'''

//! # Error Types
//!
//! Domain-specific error types for shelf-core.
//!
//! ## Error Hierarchy
//! ```text
//! ┌─────────────────────────────────────────────────────────────────────────┐
//! │                         Error Types                                     │
//! │                                                                         │
//! │  shelf-core errors (this file)                                         │
//! │  ├── IsbnError        - Identifier parsing/validation failures         │
//! │  ├── ValidationError  - Input validation failures                      │
//! │  └── CoreError        - Domain rule denials (wraps the two above)      │
//! │                                                                         │
//! │  shelf-db errors (separate crate)                                      │
//! │  └── DbError          - Store failures, commit conflicts               │
//! │                                                                         │
//! │  shelf-lending errors                                                  │
//! │  └── LendingError     - What callers see: Domain | Conflict | Store    │
//! │                                                                         │
//! │  Flow: IsbnError/ValidationError → CoreError → LendingError            │
//! └─────────────────────────────────────────────────────────────────────────┘
//! ```
//!
//! Domain errors are never retried automatically. They carry enough
//! context (ids, limits, offending input) for the caller to fix the request.

use thiserror::Error;

// =============================================================================
// ISBN Error
// =============================================================================

/// Failures raised by the ISBN codec.
#[derive(Debug, Clone, PartialEq, Eq, Error)]
pub enum IsbnError {
    /// Wrong digit count, misplaced `X`, or digits that fall outside every
    /// group/registrant band.
    #[error("Malformed ISBN '{input}': {reason}")]
    Format { input: String, reason: String },

    /// A 13-digit form whose first three digits are neither 978 nor 979.
    #[error("Invalid ISBN prefix '{prefix}': must be 978 or 979")]
    InvalidPrefix { prefix: String },

    /// The check digit does not satisfy the weighted checksum.
    #[error("ISBN checksum mismatch for '{input}'")]
    Checksum { input: String },

    /// The registration group is well-formed but not assigned to any region.
    #[error("Registration group {group} is not assigned to a region")]
    InvalidRegion { group: String },
}

impl IsbnError {
    pub(crate) fn format(input: &str, reason: impl Into<String>) -> Self {
        IsbnError::Format {
            input: input.to_string(),
            reason: reason.into(),
        }
    }
}

// =============================================================================
// Validation Error
// =============================================================================

/// Input validation errors.
///
/// Raised before any business rule runs.
#[derive(Debug, Clone, PartialEq, Eq, Error)]
pub enum ValidationError {
    /// A required field is missing or empty.
    #[error("{field} is required")]
    Required { field: String },

    /// Value must be positive.
    #[error("{field} must be positive")]
    MustBePositive { field: String },

    /// Numeric value is out of range.
    #[error("{field} must be between {min} and {max}")]
    OutOfRange { field: String, min: i64, max: i64 },

    /// Invalid format (e.g., invalid UUID, unknown capability token).
    #[error("{field} has invalid format: {reason}")]
    InvalidFormat { field: String, reason: String },
}

// =============================================================================
// Denial Reasons
// =============================================================================

/// Why a checkout was refused.
#[derive(Debug, Clone, PartialEq, Eq, Error)]
pub enum CheckoutDenial {
    /// The copy already has an open checkout.
    #[error("copy {copy_id} is already checked out")]
    AlreadyOut { copy_id: String },

    /// The borrower is at their concurrent-loan limit.
    #[error("person {person_id} has reached the limit of {limit} open checkouts")]
    LimitReached { person_id: String, limit: u32 },
}

/// Why a hold was refused.
#[derive(Debug, Clone, PartialEq, Eq, Error)]
pub enum HoldDenial {
    /// The person currently holds a copy of this ISBN.
    #[error("person {person_id} already has {isbn} checked out")]
    AlreadyCheckedOut { person_id: String, isbn: String },

    /// The person already has a pending hold for this ISBN.
    #[error("person {person_id} already has a pending hold on {isbn}")]
    AlreadyOnHold { person_id: String, isbn: String },
}

// =============================================================================
// Core Error
// =============================================================================

/// Domain rule violations.
#[derive(Debug, Clone, PartialEq, Eq, Error)]
pub enum CoreError {
    /// Copy, person, hold, or checkout does not exist.
    #[error("{entity} not found: {id}")]
    NotFound { entity: String, id: String },

    /// The acting principal lacks the capability for the operation.
    #[error("Permission denied: {reason}")]
    PermissionDenied { reason: String },

    /// Checkout refused by a circulation rule.
    #[error("Checkout denied: {0}")]
    CheckoutDenied(CheckoutDenial),

    /// Hold refused by a queue rule.
    #[error("Hold denied: {0}")]
    HoldDenied(HoldDenial),

    /// Return attempted for a copy with no open checkout.
    #[error("Copy {copy_id} is not checked out")]
    NotCheckedOut { copy_id: String },

    /// An update tried to change a field that never changes.
    #[error("{field} cannot be changed")]
    ImmutableField { field: String },

    /// Identifier codec failure.
    #[error("Invalid ISBN: {0}")]
    Isbn(#[from] IsbnError),

    /// Validation error (wraps ValidationError).
    #[error("Validation error: {0}")]
    Validation(#[from] ValidationError),
}

impl CoreError {
    /// Creates a NotFound error for a given entity type and ID.
    pub fn not_found(entity: impl Into<String>, id: impl Into<String>) -> Self {
        CoreError::NotFound {
            entity: entity.into(),
            id: id.into(),
        }
    }

    /// Creates a PermissionDenied error.
    pub fn permission_denied(reason: impl Into<String>) -> Self {
        CoreError::PermissionDenied {
            reason: reason.into(),
        }
    }
}

impl From<CheckoutDenial> for CoreError {
    fn from(denial: CheckoutDenial) -> Self {
        CoreError::CheckoutDenied(denial)
    }
}

impl From<HoldDenial> for CoreError {
    fn from(denial: HoldDenial) -> Self {
        CoreError::HoldDenied(denial)
    }
}

// =============================================================================
// Result Type Alias
// =============================================================================

/// Convenience type alias for Results with CoreError.
pub type CoreResult<T> = Result<T, CoreError>;

// =============================================================================
// Unit Tests
// =============================================================================

#[cfg(test)]
mod tests {
    use super::*;

    #[test]
    fn test_error_messages() {
        let err = CoreError::from(CheckoutDenial::LimitReached {
            person_id: "p-1".to_string(),
            limit: 3,
        });
        assert_eq!(
            err.to_string(),
            "Checkout denied: person p-1 has reached the limit of 3 open checkouts"
        );

        let err = IsbnError::InvalidPrefix {
            prefix: "977".to_string(),
        };
        assert_eq!(err.to_string(), "Invalid ISBN prefix '977': must be 978 or 979");
    }

    #[test]
    fn test_isbn_error_converts_to_core_error() {
        let core_err: CoreError = IsbnError::Checksum {
            input: "0306406153".to_string(),
        }
        .into();
        assert!(matches!(core_err, CoreError::Isbn(IsbnError::Checksum { .. })));
    }
}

'''

• **TO DO**:
Write the number of lines above that contain the string "codec", and nothing besides.

• **EXERCISE RESULT**:
2